Stile e lessico: 9,5/10
Ho trovato un paio di ripetizioni che
risultano abbastanza fastidiose. Ti consiglierei di rileggere la shot e, dove
possibile, eliminare i vari Jefferson dato che spesso
si capisce che il soggetto è lui senza esplicitarlo. Inoltre ti consiglierei di
sostituire un po' di parole: solamente nella prima dieci righe ripeti i termini difficile, confusa, ragazza: usa qualche sinonimo
per descrive al meglio gli stati d'animo di Belle ;)
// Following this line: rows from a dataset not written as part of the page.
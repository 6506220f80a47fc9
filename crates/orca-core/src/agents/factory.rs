//! Agent construction for delegation
//!
//! Delegation capabilities hold an [`AgentFactory`] instead of reaching for
//! a global registry: the factory carries the model client and the default
//! settings every sub-agent starts from.

use std::sync::Arc;

use crate::config::{Config, DelegationConfig, ModelConfig};
use crate::llm::ModelClient;
use crate::tool::ExecutionMode;

use super::agent::AgentBuilder;

#[derive(Clone)]
pub struct AgentFactory {
    client: Arc<dyn ModelClient>,
    model_config: ModelConfig,
    enable_caching: bool,
    execution_mode: ExecutionMode,
    delegation: DelegationConfig,
}

impl std::fmt::Debug for AgentFactory {
    fn fmt(&self, f: &mut std::fmt::Formatter<'_>) -> std::fmt::Result {
        f.debug_struct("AgentFactory")
            .field("model", &self.model_config.model)
            .field("enable_caching", &self.enable_caching)
            .field("execution_mode", &self.execution_mode)
            .field("delegation", &self.delegation)
            .finish()
    }
}

impl AgentFactory {
    pub fn new(client: Arc<dyn ModelClient>, model_config: ModelConfig) -> Self {
        Self {
            client,
            model_config,
            enable_caching: true,
            execution_mode: ExecutionMode::Parallel,
            delegation: DelegationConfig::default(),
        }
    }

    /// Factory using the model, caching, execution and delegation settings of `config`
    pub fn from_config(client: Arc<dyn ModelClient>, config: &Config) -> Self {
        let execution_mode = if config.agent.parallel_tools {
            ExecutionMode::Parallel
        } else {
            ExecutionMode::Sequential
        };

        Self::new(client, config.model.clone())
            .with_caching(config.agent.enable_caching)
            .with_execution_mode(execution_mode)
            .with_delegation(config.delegation.clone())
    }

    pub fn with_caching(mut self, enable_caching: bool) -> Self {
        self.enable_caching = enable_caching;
        self
    }

    pub fn with_execution_mode(mut self, mode: ExecutionMode) -> Self {
        self.execution_mode = mode;
        self
    }

    pub fn with_delegation(mut self, delegation: DelegationConfig) -> Self {
        self.delegation = delegation;
        self
    }

    /// Builder pre-populated with the factory defaults
    pub fn builder(&self, name: impl Into<String>) -> AgentBuilder {
        AgentBuilder::new(name, Arc::clone(&self.client))
            .model_config(self.model_config.clone())
            .enable_caching(self.enable_caching)
            .execution_mode(self.execution_mode)
    }

    pub fn client(&self) -> &Arc<dyn ModelClient> {
        &self.client
    }

    pub fn model_config(&self) -> &ModelConfig {
        &self.model_config
    }

    pub fn delegation(&self) -> &DelegationConfig {
        &self.delegation
    }

    /// Model for research sub-agents
    pub fn subagent_model(&self) -> &str {
        self.delegation
            .subagent_model
            .as_deref()
            .unwrap_or(&self.model_config.model)
    }

    /// Model for the research lead
    pub fn lead_model(&self) -> &str {
        self.delegation
            .lead_model
            .as_deref()
            .unwrap_or(&self.model_config.model)
    }
}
L’unico vero problema del tuo stile sta nelle
ripetizioni superflue. Ad esempio, già solo nella parte iniziale il termine
ragazza riferito a Belle ricorre davvero molto spesso, il che appesantisce un
po’ la lettura; la forma giocare al parco giochi è analogamente fastidiosa. Più
in generale ciò ricorre anche nel tuo utilizzo dei nomi propri – non è così
necessario scrivere tante volte il nome di Jefferson, poiché il protagonista
quasi assoluto dell’intera scena è lui e noi lettori sappiamo bene che non puoi
star parlando di nessun altro. Al di là di questo, trovo il tuo modo di
presentare la vicenda a dir poco ottimo; attraverso un
buon lessico e una buona narrazione hai saputo trasmettere tanto la solitudine
di Jefferson quanto la sua rabbia, tanto il suo bisogno di vendetta quanto la
sua consapevolezza di non essere un assassino. Ti assicuro che tutto il disagio
della sua ‘spaccatura’ traspare perfettamente.
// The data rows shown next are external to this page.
//! orca-core: agent runtime
//!
//! The model client, the capability system, conversation history with token
//! accounting, and agents that can delegate work to sub-agents.

pub mod agents;
pub mod config;
pub mod error;
pub mod history;
pub mod llm;
pub mod tool;

pub use agents::{Agent, AgentBuilder, AgentFactory, AgentResponse, StopReason};
pub use config::{AgentConfig, Config, DelegationConfig, LlmConfig, ModelConfig};
pub use error::{Error, Result};
pub use history::{ConversationSnapshot, MessageHistory};
pub use llm::{AnthropicClient, ContentBlock, Message, ModelClient, Role, Usage};
pub use tool::{Source, Tool, ToolContext, ToolRegistry, ToolResult};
Caratterizzazione dei personaggi: 9.8/10
Mi è piaciuto moltissimo il modo in cui hai
caratterizzato Jefferson: lui è diviso terribilmente sul
cosa fare e questo rispecchia fedelmente la sua caratterizzazione nel telefilm!
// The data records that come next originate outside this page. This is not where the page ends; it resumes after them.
//! Per-tool execution metrics
//!
//! The only state mutated from concurrent tool batches. Updates go through
//! a [`DashMap`] entry, so each record is an atomic per-key update.

use std::time::Duration;

use dashmap::DashMap;

/// Running totals for one tool
#[derive(Debug, Clone, Default, PartialEq)]
pub struct ToolMetrics {
    pub call_count: u64,
    pub success_count: u64,
    pub failure_count: u64,
    pub total_latency: Duration,
    /// `None` until the first call
    pub min_latency: Option<Duration>,
    pub max_latency: Duration,
}

impl ToolMetrics {
    fn record(&mut self, latency: Duration, is_error: bool) {
        self.call_count += 1;
        if is_error {
            self.failure_count += 1;
        } else {
            self.success_count += 1;
        }
        self.total_latency += latency;
        self.min_latency = Some(self.min_latency.map_or(latency, |min| min.min(latency)));
        self.max_latency = self.max_latency.max(latency);
    }

    /// Mean latency over all calls
    pub fn average_latency(&self) -> Duration {
        match u32::try_from(self.call_count) {
            Ok(0) => Duration::ZERO,
            Ok(n) => self.total_latency / n,
            Err(_) => Duration::from_secs_f64(self.total_latency.as_secs_f64() / self.call_count as f64),
        }
    }

    /// Fraction of calls that failed, in `0.0..=1.0`
    pub fn error_rate(&self) -> f64 {
        if self.call_count == 0 {
            0.0
        } else {
            self.failure_count as f64 / self.call_count as f64
        }
    }
}

/// Metrics for every tool an agent has invoked
#[derive(Debug, Default)]
pub struct MetricsRegistry {
    tools: DashMap<String, ToolMetrics>,
}

impl MetricsRegistry {
    pub fn new() -> Self {
        Self::default()
    }

    /// Record one invocation
    pub fn record(&self, tool: &str, latency: Duration, is_error: bool) {
        self.tools
            .entry(tool.to_string())
            .or_default()
            .record(latency, is_error);
    }

    /// Metrics for one tool
    pub fn get(&self, tool: &str) -> Option<ToolMetrics> {
        self.tools.get(tool).map(|entry| entry.value().clone())
    }

    /// All metrics, sorted by tool name
    pub fn snapshot(&self) -> Vec<(String, ToolMetrics)> {
        let mut all: Vec<_> = self
            .tools
            .iter()
            .map(|entry| (entry.key().clone(), entry.value().clone()))
            .collect();
        all.sort_by(|a, b| a.0.cmp(&b.0));
        all
    }

    /// Calls across all tools
    pub fn total_calls(&self) -> u64 {
        self.tools.iter().map(|entry| entry.call_count).sum()
    }

    pub fn is_empty(&self) -> bool {
        self.tools.is_empty()
    }

    /// Reset everything (test harnesses and `/clear`)
    pub fn clear(&self) {
        self.tools.clear();
    }

    /// Human-readable summary
    pub fn report(&self) -> String {
        let snapshot = self.snapshot();
        if snapshot.is_empty() {
            return "No tool calls recorded.".to_string();
        }

        let mut out = String::from("Tool execution metrics\n");
        for (name, m) in &snapshot {
            out.push_str(&format!(
                "\n{}\n  calls: {} ({} ok, {} failed, {:.1}% errors)\n  latency: avg {:.1}ms, min {:.1}ms, max {:.1}ms, total {:.1}ms\n",
                name,
                m.call_count,
                m.success_count,
                m.failure_count,
                m.error_rate() * 100.0,
                millis(m.average_latency()),
                millis(m.min_latency.unwrap_or_default()),
                millis(m.max_latency),
                millis(m.total_latency),
            ));
        }
        out.push_str(&format!("\nTotal calls: {}\n", self.total_calls()));
        out
    }
}

fn millis(d: Duration) -> f64 {
    d.as_secs_f64() * 1000.0
}

#[cfg(test)]
mod tests {
    use super::*;

    #[test]
    fn test_record_updates_totals() {
        let metrics = MetricsRegistry::new();
        metrics.record("calc", Duration::from_millis(10), false);
        metrics.record("calc", Duration::from_millis(30), true);
        metrics.record("calc", Duration::from_millis(20), false);

        let m = metrics.get("calc").unwrap();
        assert_eq!(m.call_count, 3);
        assert_eq!(m.success_count, 2);
        assert_eq!(m.failure_count, 1);
        assert_eq!(m.min_latency, Some(Duration::from_millis(10)));
        assert_eq!(m.max_latency, Duration::from_millis(30));
        assert_eq!(m.total_latency, Duration::from_millis(60));
        assert_eq!(m.average_latency(), Duration::from_millis(20));
        assert!((m.error_rate() - 1.0 / 3.0).abs() < 1e-9);
    }

    #[test]
    fn test_unknown_tool_has_no_metrics() {
        let metrics = MetricsRegistry::new();
        assert!(metrics.get("nope").is_none());
        assert_eq!(ToolMetrics::default().average_latency(), Duration::ZERO);
        assert_eq!(ToolMetrics::default().error_rate(), 0.0);
    }

    #[test]
    fn test_snapshot_sorted_and_clear() {
        let metrics = MetricsRegistry::new();
        metrics.record("zeta", Duration::ZERO, false);
        metrics.record("alpha", Duration::ZERO, false);

        let names: Vec<_> = metrics.snapshot().into_iter().map(|(n, _)| n).collect();
        assert_eq!(names, vec!["alpha", "zeta"]);
        assert_eq!(metrics.total_calls(), 2);

        metrics.clear();
        assert!(metrics.is_empty());
        assert_eq!(metrics.report(), "No tool calls recorded.");
    }

    #[test]
    fn test_report_mentions_each_tool() {
        let metrics = MetricsRegistry::new();
        metrics.record("calculator", Duration::from_millis(2), false);
        metrics.record("web_fetch", Duration::from_millis(200), true);

        let report = metrics.report();
        assert!(report.contains("calculator"));
        assert!(report.contains("web_fetch"));
        assert!(report.contains("100.0% errors"));
        assert!(report.contains("Total calls: 2"));
    }

    #[tokio::test(flavor = "multi_thread", worker_threads = 4)]
    async fn test_concurrent_records() {
        let metrics = std::sync::Arc::new(MetricsRegistry::new());
        let mut handles = Vec::new();
        for _ in 0..8 {
            let metrics = std::sync::Arc::clone(&metrics);
            handles.push(tokio::spawn(async move {
                for _ in 0..100 {
                    metrics.record("shared", Duration::from_micros(5), false);
                }
            }));
        }
        for handle in handles {
            handle.await.unwrap();
        }
        assert_eq!(metrics.get("shared").unwrap().call_count, 800);
    }
}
Mi è piaciuta quella punta di egoismo che fai emergere dai suoi pensieri mentre
dialoga con Belle. Sono riuscita a figurarmi davanti gli occhi Stan che si piegava su se stesso, portandosi le mani alla
testa a causa delle due voci contrastanti. Bellissimo anche il fatto che lui è
pronto a tutto – anche ad uccidere Henry nel caso non sia già morto – solo per
ottenere la vendetta verso la donna che ha, a tutti gli effetti, rovinato la
sua vita. Non mi ha convinto pienamente quel “Jefferson si ritrovò di nuovo a
piangere”, ma credo che sia solo una mia stupida opinione personale. Belle fa
una piccolissima apparizione all'inizio e in realtà mi è dispiaciuto molto:
avrei preferito che approfondissi un po' di più il personaggio!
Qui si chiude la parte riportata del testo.